I was only talking about modifying api.Context and api.Api I have no desire to touch
user.impl.xwiki.ANYTHING!
> Regarding the way you expect the inclusion of documents to function, I am
> not convince that this is the right choice. The behavior of inclusion has
> been broken since Syntax 2.0 has been introduced, and I have always feel
> this to be a serious regression. My principal use case is a document (that
> could have been created by a user) editable by a user, and that store
> objects in itself, and use an inclusion in context for its content. In this
> case, the user may save the document, which should therefore be without any
> special rights, but the code may need to have higher privileges, and still
> require to be included in context for access to the including documents.
> This is the typical Sheet case shown in many sample of XWiki Programming,
> but with programming right requirement. I have used that many times before
> it became broken, and this design is still missing to me.
You bring up an important point which I think is worthy of it's own email. I have
thought
it would be nice to allow PR code to extend the api or to add velocity macros
which will run with programming right.
> I am convince that the rights given to a block of code should be tightly
> linked to the content author
I hereby ammend my proposal to include contentAuthor as a possibility for the set method,
I had
forgotten about it.
> of its containing document, and absolutely not
> based on any author in the context in which it is executed.
Do you mean the viewer? I believe code should never be executed in context of it's
viewer
because code may set a trap which saves itself when the viewer has greater privileges
than the
code. I propose the set method because I am -1 to changing default behavior.
> This has been
> broken in Syntax 2.0, and this currently leads to elevation of privilege
> through inclusions. For the same reason, I do not follow Alex on the idea
> that the right should be set in place of a user. This would lead to many
> problem in regards of who and how this could be set, stored and inherited.
>
> I completely agree that the programming right is currently not perfect, but
> in the same time, I do not see the real value you expect to provide. There
> is already a similar mechanism in place, using the content author, opposed
> to the last author of a page.
I want to extend that same mechanism to authors who do not have programming rights,
PR is dangerous and should be used as little as possible and if we need it in the
default
xar that is an API flaw IMO.
> This is what make commenting page possible
> without breaking its programming behavior. Extending this to manage other
> objects in my use case above, is probably a good track to follow.

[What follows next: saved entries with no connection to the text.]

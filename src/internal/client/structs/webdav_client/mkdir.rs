use reqwest::StatusCode;
use tracing::debug;

use super::WebDavClient;
use crate::client::RequestContext;
use crate::error::WebDavError;
use crate::internal::path::path_resolver::{ancestors, normalize};
use crate::internal::webdav::functions::request_builder;

impl WebDavClient {
    /// 创建单个目录（MKCOL），目录已存在视为成功。
    ///
    /// 父目录不存在时服务端返回 409，这里用一次 `Depth: 0` PROPFIND 区分
    /// “目录其实已存在” 和 “父目录缺失”，后者以 Conflict 返回。`mode` 不会发往服务端。
    pub async fn mkdir(
        &self,
        ctx: &RequestContext,
        path: &str,
        _mode: u32,
    ) -> Result<(), WebDavError> {
        let path = normalize(path);
        if path == "/" {
            return Ok(());
        }

        let request = request_builder::mkcol(self.url(&path, true))?;
        let status = self.send(ctx, "Mkdir", &path, request).await?.status();

        match status {
            s if s.is_success() => Ok(()),
            StatusCode::METHOD_NOT_ALLOWED => Ok(()),
            StatusCode::CONFLICT => match self.stat(ctx, &path).await {
                Ok(info) if info.is_dir() => Ok(()),
                Err(err) if err.is_cancelled() || err.is_timeout() => Err(err),
                _ => Err(WebDavError::status("Mkdir", &path, status)),
            },
            s => Err(WebDavError::status("Mkdir", &path, s)),
        }
    }

    /// 从根到叶逐级创建目录，已存在的层级跳过。
    ///
    /// 遇到第一个真正的失败就停止并返回，已经建好的上级目录不会回滚。
    pub async fn mkdir_all(
        &self,
        ctx: &RequestContext,
        path: &str,
        mode: u32,
    ) -> Result<(), WebDavError> {
        for dir in ancestors(path) {
            debug!(%dir, "mkdir_all");
            self.mkdir(ctx, &dir, mode).await?;
        }
        Ok(())
    }
}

But again,
> this should be part of a global reengineering of the RightService.
>
> If you want to rethink the RightService starting from scratch, I will surely
> participate ! I have already some ideas, but not been able to put them
> properly in a document. Time is always missing, but I hope this to change...
I absolutely do want to rethink the RightService, however I think it is held up by the
fact
that components have no access to the HttpServletRequest.
Just answering this last
point. This is not quite true. Components do have access to the Container component which
represents the environment.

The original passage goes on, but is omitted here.